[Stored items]
----

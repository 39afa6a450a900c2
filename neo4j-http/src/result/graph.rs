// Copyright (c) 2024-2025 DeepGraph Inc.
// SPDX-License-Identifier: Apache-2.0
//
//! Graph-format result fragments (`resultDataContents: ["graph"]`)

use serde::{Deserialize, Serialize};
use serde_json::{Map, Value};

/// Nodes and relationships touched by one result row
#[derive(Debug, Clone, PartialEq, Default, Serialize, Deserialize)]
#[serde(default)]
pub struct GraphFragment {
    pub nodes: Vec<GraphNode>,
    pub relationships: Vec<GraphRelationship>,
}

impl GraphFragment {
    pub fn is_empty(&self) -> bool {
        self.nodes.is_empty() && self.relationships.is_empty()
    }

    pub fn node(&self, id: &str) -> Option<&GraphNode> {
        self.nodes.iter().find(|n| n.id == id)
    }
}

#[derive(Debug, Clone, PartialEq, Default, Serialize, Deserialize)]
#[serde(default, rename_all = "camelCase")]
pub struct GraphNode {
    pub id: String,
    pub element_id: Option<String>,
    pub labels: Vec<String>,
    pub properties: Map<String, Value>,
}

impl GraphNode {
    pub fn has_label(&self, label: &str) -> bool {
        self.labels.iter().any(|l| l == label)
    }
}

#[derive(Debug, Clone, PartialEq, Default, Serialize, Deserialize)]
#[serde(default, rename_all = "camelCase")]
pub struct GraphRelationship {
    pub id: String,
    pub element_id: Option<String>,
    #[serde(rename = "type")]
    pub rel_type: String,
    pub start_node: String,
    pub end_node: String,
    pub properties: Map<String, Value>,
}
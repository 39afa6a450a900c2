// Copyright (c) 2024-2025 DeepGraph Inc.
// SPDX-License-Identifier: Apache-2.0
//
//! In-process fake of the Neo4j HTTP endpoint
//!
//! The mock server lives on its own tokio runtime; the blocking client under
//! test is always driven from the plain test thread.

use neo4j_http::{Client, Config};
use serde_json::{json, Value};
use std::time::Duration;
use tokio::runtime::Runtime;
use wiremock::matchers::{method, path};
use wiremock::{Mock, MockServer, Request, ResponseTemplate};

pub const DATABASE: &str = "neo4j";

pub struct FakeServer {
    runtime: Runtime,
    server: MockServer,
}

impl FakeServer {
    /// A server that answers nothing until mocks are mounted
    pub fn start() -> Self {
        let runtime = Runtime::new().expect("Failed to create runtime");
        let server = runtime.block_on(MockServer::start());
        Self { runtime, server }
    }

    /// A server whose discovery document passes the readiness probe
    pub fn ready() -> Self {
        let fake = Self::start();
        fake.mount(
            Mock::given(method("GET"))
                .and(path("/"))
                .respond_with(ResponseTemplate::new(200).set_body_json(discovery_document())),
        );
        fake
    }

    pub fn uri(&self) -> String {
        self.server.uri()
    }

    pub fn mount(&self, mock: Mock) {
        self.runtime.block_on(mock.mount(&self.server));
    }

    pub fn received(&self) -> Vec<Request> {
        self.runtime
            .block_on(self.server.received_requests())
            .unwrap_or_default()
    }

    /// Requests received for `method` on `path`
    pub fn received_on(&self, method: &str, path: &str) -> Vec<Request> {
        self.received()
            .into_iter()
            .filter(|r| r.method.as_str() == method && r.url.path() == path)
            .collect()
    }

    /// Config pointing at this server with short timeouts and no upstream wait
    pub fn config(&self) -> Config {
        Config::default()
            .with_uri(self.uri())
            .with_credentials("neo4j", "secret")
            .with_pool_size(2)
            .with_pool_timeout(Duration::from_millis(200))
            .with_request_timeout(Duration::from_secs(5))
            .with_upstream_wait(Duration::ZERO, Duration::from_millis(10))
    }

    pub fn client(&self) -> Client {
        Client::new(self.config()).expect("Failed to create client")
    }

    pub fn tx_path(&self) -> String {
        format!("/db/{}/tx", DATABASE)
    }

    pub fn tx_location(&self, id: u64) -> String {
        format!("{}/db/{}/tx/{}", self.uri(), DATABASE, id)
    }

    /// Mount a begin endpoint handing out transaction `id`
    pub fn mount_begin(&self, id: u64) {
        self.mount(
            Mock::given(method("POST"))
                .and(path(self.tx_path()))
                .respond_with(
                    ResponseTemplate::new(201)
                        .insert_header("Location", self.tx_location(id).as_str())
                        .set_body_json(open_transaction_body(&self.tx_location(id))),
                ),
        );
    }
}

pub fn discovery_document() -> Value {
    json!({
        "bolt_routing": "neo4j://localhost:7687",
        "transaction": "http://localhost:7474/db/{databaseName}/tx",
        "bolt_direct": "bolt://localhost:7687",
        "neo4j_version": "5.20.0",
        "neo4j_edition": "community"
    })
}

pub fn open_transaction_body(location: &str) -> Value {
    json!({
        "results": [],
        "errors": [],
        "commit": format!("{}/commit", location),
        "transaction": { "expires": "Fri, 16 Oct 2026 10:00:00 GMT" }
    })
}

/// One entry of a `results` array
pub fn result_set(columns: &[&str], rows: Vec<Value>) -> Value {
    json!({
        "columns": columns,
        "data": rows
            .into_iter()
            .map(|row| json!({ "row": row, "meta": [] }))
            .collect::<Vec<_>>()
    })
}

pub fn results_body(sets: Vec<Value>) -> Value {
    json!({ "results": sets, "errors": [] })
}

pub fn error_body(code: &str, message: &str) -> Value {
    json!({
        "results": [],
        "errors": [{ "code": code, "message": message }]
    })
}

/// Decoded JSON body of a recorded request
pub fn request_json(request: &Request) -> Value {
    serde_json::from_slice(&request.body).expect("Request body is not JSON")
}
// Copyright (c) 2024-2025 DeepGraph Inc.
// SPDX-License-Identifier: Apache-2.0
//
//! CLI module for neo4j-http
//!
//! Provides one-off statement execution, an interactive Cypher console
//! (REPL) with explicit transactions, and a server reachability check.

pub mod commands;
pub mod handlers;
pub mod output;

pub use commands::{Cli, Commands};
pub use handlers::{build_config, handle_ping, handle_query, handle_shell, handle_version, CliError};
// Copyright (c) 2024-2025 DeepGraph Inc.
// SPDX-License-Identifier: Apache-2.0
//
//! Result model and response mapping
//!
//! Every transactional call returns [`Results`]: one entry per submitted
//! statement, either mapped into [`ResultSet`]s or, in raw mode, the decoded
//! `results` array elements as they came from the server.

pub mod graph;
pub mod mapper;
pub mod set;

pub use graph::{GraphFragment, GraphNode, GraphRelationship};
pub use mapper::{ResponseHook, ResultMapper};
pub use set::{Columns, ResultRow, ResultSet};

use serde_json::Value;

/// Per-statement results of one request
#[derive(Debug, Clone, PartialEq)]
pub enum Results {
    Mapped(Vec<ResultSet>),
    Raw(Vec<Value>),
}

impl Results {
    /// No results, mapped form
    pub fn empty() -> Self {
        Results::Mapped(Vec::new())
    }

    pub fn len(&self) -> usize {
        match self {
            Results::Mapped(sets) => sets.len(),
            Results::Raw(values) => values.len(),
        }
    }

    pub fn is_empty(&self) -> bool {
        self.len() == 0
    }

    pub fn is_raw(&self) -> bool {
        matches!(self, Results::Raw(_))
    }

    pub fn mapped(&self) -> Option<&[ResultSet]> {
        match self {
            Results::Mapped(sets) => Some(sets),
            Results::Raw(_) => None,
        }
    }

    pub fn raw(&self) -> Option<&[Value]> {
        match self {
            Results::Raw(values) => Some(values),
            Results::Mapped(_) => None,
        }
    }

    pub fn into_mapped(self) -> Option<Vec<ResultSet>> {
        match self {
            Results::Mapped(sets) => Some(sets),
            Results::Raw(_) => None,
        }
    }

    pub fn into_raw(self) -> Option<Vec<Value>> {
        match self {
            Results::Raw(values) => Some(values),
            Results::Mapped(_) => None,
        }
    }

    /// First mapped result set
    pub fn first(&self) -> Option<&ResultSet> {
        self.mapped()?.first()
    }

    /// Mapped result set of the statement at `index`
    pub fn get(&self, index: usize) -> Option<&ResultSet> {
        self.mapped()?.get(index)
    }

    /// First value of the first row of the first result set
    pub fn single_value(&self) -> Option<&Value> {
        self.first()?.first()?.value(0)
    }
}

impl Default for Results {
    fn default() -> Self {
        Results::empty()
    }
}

----

WORK INSTRUCTIONS:
Respond with a number only, please: how many lines in this data include the word "commands".

EXERCISE SOLUTION:
2